(Stored items)
════════════════

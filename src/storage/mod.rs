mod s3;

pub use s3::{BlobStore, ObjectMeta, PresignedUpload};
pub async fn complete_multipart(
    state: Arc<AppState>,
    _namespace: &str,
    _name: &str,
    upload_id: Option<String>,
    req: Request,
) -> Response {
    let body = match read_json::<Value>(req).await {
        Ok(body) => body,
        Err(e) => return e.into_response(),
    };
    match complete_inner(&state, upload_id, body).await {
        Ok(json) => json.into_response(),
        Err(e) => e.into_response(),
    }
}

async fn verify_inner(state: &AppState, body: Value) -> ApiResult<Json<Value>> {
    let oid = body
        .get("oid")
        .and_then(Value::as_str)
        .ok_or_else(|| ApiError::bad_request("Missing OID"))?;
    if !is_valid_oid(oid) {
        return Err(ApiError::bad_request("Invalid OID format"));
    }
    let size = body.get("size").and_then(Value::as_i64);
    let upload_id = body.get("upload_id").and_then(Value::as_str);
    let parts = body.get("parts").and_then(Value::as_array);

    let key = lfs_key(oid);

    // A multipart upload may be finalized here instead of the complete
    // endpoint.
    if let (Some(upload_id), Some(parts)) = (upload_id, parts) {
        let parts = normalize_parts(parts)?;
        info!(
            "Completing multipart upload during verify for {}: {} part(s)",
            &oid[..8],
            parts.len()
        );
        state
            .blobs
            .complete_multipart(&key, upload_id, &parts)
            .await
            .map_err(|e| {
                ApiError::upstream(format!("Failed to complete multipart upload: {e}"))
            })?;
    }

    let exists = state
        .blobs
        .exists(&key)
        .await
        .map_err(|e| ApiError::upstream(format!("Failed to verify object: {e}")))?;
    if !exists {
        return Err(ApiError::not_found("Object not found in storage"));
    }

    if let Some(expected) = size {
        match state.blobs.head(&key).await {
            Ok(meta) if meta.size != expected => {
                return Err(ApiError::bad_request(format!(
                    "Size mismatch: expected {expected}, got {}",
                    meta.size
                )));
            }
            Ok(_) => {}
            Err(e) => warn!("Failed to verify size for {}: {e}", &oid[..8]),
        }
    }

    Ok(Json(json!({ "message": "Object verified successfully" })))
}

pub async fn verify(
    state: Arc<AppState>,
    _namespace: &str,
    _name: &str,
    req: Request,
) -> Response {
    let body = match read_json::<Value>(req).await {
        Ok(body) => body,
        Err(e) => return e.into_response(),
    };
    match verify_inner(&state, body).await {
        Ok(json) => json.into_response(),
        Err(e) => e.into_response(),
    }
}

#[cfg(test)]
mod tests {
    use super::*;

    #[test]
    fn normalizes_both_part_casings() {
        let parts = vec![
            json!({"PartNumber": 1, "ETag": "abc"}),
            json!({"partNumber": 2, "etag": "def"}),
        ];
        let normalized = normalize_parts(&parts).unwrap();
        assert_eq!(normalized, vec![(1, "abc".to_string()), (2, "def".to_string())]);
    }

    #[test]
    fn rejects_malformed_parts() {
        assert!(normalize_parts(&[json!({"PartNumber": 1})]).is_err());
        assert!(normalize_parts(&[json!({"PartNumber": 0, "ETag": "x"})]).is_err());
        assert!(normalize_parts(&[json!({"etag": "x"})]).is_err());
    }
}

════════════════

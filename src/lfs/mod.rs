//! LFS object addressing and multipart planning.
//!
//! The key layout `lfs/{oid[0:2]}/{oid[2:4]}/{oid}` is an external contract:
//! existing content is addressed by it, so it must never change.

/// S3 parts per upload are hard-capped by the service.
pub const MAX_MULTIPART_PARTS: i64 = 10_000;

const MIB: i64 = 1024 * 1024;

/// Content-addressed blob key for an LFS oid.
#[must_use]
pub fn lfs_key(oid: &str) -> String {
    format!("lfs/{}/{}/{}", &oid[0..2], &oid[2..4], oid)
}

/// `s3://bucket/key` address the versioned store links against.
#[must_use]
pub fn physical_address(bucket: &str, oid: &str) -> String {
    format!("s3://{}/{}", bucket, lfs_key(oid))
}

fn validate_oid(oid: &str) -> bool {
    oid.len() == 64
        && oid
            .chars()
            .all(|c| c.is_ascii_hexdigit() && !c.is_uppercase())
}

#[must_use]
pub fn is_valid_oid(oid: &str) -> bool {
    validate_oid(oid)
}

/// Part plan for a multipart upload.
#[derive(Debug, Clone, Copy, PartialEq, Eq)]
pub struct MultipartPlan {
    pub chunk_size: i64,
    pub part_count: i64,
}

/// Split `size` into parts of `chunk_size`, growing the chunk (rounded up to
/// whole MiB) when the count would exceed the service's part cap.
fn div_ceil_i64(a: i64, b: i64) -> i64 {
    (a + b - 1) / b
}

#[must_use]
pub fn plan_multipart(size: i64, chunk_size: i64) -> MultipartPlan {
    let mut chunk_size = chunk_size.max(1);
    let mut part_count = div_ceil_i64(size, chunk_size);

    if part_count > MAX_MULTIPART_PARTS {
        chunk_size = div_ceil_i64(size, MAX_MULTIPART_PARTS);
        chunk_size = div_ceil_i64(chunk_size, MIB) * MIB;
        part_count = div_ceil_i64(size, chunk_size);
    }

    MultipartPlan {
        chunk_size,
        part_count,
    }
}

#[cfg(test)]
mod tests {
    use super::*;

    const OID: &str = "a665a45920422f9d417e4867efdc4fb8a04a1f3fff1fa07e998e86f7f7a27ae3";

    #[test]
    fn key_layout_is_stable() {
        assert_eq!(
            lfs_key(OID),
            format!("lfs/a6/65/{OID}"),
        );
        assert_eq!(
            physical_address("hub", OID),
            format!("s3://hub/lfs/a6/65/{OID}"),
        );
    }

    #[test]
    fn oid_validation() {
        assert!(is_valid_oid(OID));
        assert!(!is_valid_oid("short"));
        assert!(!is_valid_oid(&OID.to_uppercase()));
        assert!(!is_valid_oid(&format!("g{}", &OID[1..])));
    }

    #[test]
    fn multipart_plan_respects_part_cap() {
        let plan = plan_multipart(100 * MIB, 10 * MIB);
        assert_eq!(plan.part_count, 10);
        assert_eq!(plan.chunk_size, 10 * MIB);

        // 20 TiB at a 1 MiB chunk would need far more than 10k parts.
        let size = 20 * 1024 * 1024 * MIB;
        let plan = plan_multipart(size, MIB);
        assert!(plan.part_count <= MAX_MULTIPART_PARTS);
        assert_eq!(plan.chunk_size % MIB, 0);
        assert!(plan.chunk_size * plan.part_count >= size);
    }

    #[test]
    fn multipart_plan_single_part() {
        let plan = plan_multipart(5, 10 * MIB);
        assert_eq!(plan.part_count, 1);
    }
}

════════════════

- Task description:
Check every line of the records above for the string "filename". Copy those that hold it.

- Response:
filename src/storage/mod.rs
filename src/lfs/mod.rs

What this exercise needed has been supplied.